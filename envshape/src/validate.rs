//! Validators for raw environment values
//!
//! A [`Validator`] receives the raw string found for one variable (or `None`
//! when the variable is absent) and either produces a typed JSON value or a
//! list of human-readable reasons why the value was rejected.
//!
//! ```rust
//! use envshape::validate::{self, ValidatorExt};
//!
//! let port = validate::parse::<u16>();
//! let api_url = validate::string().url();
//! let log_level = validate::enumeration(["debug", "info", "warn"]).default_raw("info");
//! let token = validate::string().min(8).optional();
//! # let _ = (port, api_url, log_level, token);
//! ```

use regex::Regex;
use serde::Serialize;
use serde_json::Value;
use std::fmt;
use std::marker::PhantomData;
use std::str::FromStr;

/// Result of validating a single variable.
///
/// - `Ok(Some(value))`: the validated value
/// - `Ok(None)`: the variable is absent and that is acceptable; no key is emitted
/// - `Err(reasons)`: a non-empty list of failure reasons
pub type Outcome = Result<Option<Value>, Vec<String>>;

/// Message reported when a required variable is absent.
pub const REQUIRED: &str = "Required";

/// Validates the raw value of one environment variable.
pub trait Validator: Send + Sync {
    fn validate(&self, raw: Option<&str>) -> Outcome;
}

impl<F> Validator for F
where
    F: Fn(Option<&str>) -> Outcome + Send + Sync,
{
    fn validate(&self, raw: Option<&str>) -> Outcome {
        self(raw)
    }
}

/// Combinators available on every validator.
pub trait ValidatorExt: Validator + Sized {
    /// Accept an absent variable; present values still go through `self`.
    fn optional(self) -> Optional<Self> {
        Optional(self)
    }

    /// Validate `raw` in place of an absent variable.
    fn default_raw(self, raw: impl Into<String>) -> WithDefault<Self> {
        WithDefault {
            inner: self,
            raw: raw.into(),
        }
    }

    fn boxed(self) -> Box<dyn Validator>
    where
        Self: 'static,
    {
        Box::new(self)
    }
}

impl<V: Validator> ValidatorExt for V {}

/// See [`ValidatorExt::optional`].
#[derive(Debug, Clone)]
pub struct Optional<V>(V);

impl<V: Validator> Validator for Optional<V> {
    fn validate(&self, raw: Option<&str>) -> Outcome {
        match raw {
            None => Ok(None),
            Some(_) => self.0.validate(raw),
        }
    }
}

/// See [`ValidatorExt::default_raw`].
#[derive(Debug, Clone)]
pub struct WithDefault<V> {
    inner: V,
    raw: String,
}

impl<V: Validator> Validator for WithDefault<V> {
    fn validate(&self, raw: Option<&str>) -> Outcome {
        self.inner.validate(Some(raw.unwrap_or(&self.raw)))
    }
}

/// String validator with chainable checks.
///
/// Every failing check is reported, in declaration order of the checks
/// below (length, url, patterns, allowed values).
#[derive(Debug, Clone, Default)]
pub struct Str {
    min: Option<usize>,
    max: Option<usize>,
    url: bool,
    patterns: Vec<(Regex, String)>,
    one_of: Option<Vec<String>>,
}

/// Any string.
pub fn string() -> Str {
    Str::default()
}

/// A string of at least one character.
pub fn non_empty() -> Str {
    Str::default().min(1)
}

/// An absolute URL.
pub fn url() -> Str {
    Str::default().url()
}

/// One of a fixed set of strings.
pub fn enumeration<I, S>(values: I) -> Str
where
    I: IntoIterator<Item = S>,
    S: Into<String>,
{
    Str::default().one_of(values)
}

impl Str {
    /// Require at least `n` characters.
    pub fn min(mut self, n: usize) -> Self {
        self.min = Some(n);
        self
    }

    /// Allow at most `n` characters.
    pub fn max(mut self, n: usize) -> Self {
        self.max = Some(n);
        self
    }

    /// Require a parseable absolute URL.
    pub fn url(mut self) -> Self {
        self.url = true;
        self
    }

    /// Require a match of `pattern`, reporting `message` otherwise.
    pub fn matches(mut self, pattern: Regex, message: impl Into<String>) -> Self {
        self.patterns.push((pattern, message.into()));
        self
    }

    /// Restrict the value to a fixed set.
    pub fn one_of<I, S>(mut self, values: I) -> Self
    where
        I: IntoIterator<Item = S>,
        S: Into<String>,
    {
        self.one_of = Some(values.into_iter().map(Into::into).collect());
        self
    }

    fn check(&self, value: &str) -> Vec<String> {
        let mut reasons = Vec::new();
        let len = value.chars().count();

        if let Some(min) = self.min {
            if len < min {
                reasons.push(format!(
                    "String must contain at least {min} character(s)"
                ));
            }
        }
        if let Some(max) = self.max {
            if len > max {
                reasons.push(format!("String must contain at most {max} character(s)"));
            }
        }
        if self.url && url::Url::parse(value).is_err() {
            reasons.push("Invalid url".to_string());
        }
        for (pattern, message) in &self.patterns {
            if !pattern.is_match(value) {
                reasons.push(message.clone());
            }
        }
        if let Some(allowed) = &self.one_of {
            if !allowed.iter().any(|a| a == value) {
                reasons.push(format!(
                    "Invalid enum value. Expected {}",
                    allowed
                        .iter()
                        .map(|a| format!("'{a}'"))
                        .collect::<Vec<_>>()
                        .join(" | ")
                ));
            }
        }

        reasons
    }
}

impl Validator for Str {
    fn validate(&self, raw: Option<&str>) -> Outcome {
        let value = raw.ok_or_else(|| vec![REQUIRED.to_string()])?;
        let reasons = self.check(value);
        if reasons.is_empty() {
            Ok(Some(Value::String(value.to_string())))
        } else {
            Err(reasons)
        }
    }
}

/// Validator that parses the raw value with `FromStr`.
///
/// The parsed value is stored as its JSON representation, so numbers stay
/// numbers and booleans stay booleans in the result object.
pub struct Parse<T> {
    _marker: PhantomData<fn() -> T>,
}

/// Parse the raw value into `T`.
pub fn parse<T>() -> Parse<T>
where
    T: FromStr + Serialize,
    T::Err: fmt::Display,
{
    Parse {
        _marker: PhantomData,
    }
}

impl<T> fmt::Debug for Parse<T> {
    fn fmt(&self, f: &mut fmt::Formatter<'_>) -> fmt::Result {
        f.debug_tuple("Parse")
            .field(&std::any::type_name::<T>())
            .finish()
    }
}

impl<T> Clone for Parse<T> {
    fn clone(&self) -> Self {
        Self {
            _marker: PhantomData,
        }
    }
}

impl<T> Validator for Parse<T>
where
    T: FromStr + Serialize,
    T::Err: fmt::Display,
{
    fn validate(&self, raw: Option<&str>) -> Outcome {
        let value = raw.ok_or_else(|| vec![REQUIRED.to_string()])?;
        let parsed = value
            .parse::<T>()
            .map_err(|e| vec![format!("Expected {}: {e}", std::any::type_name::<T>())])?;
        match serde_json::to_value(&parsed) {
            // serde_json stores NaN and infinities as null
            Ok(Value::Null) => Err(vec![format!(
                "Expected {}: value must be finite",
                std::any::type_name::<T>()
            )]),
            Ok(value) => Ok(Some(value)),
            Err(e) => Err(vec![e.to_string()]),
        }
    }
}

/// Lenient boolean: `true/false`, `1/0`, `yes/no`, `on/off`, any case.
#[derive(Debug, Clone, Copy, Default)]
pub struct Boolean;

pub fn boolean() -> Boolean {
    Boolean
}

impl Validator for Boolean {
    fn validate(&self, raw: Option<&str>) -> Outcome {
        let value = raw.ok_or_else(|| vec![REQUIRED.to_string()])?;
        match value.to_ascii_lowercase().as_str() {
            "true" | "1" | "yes" | "on" => Ok(Some(Value::Bool(true))),
            "false" | "0" | "no" | "off" => Ok(Some(Value::Bool(false))),
            _ => Err(vec!["Expected a boolean".to_string()]),
        }
    }
}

### Assignment
Search the records for the string "Regex" and, wherever a line contains it, please copy that line.

### Output for this exercise
use regex::Regex;
    patterns: Vec<(Regex, String)>,
    pub fn matches(mut self, pattern: Regex, message: impl Into<String>) -> Self {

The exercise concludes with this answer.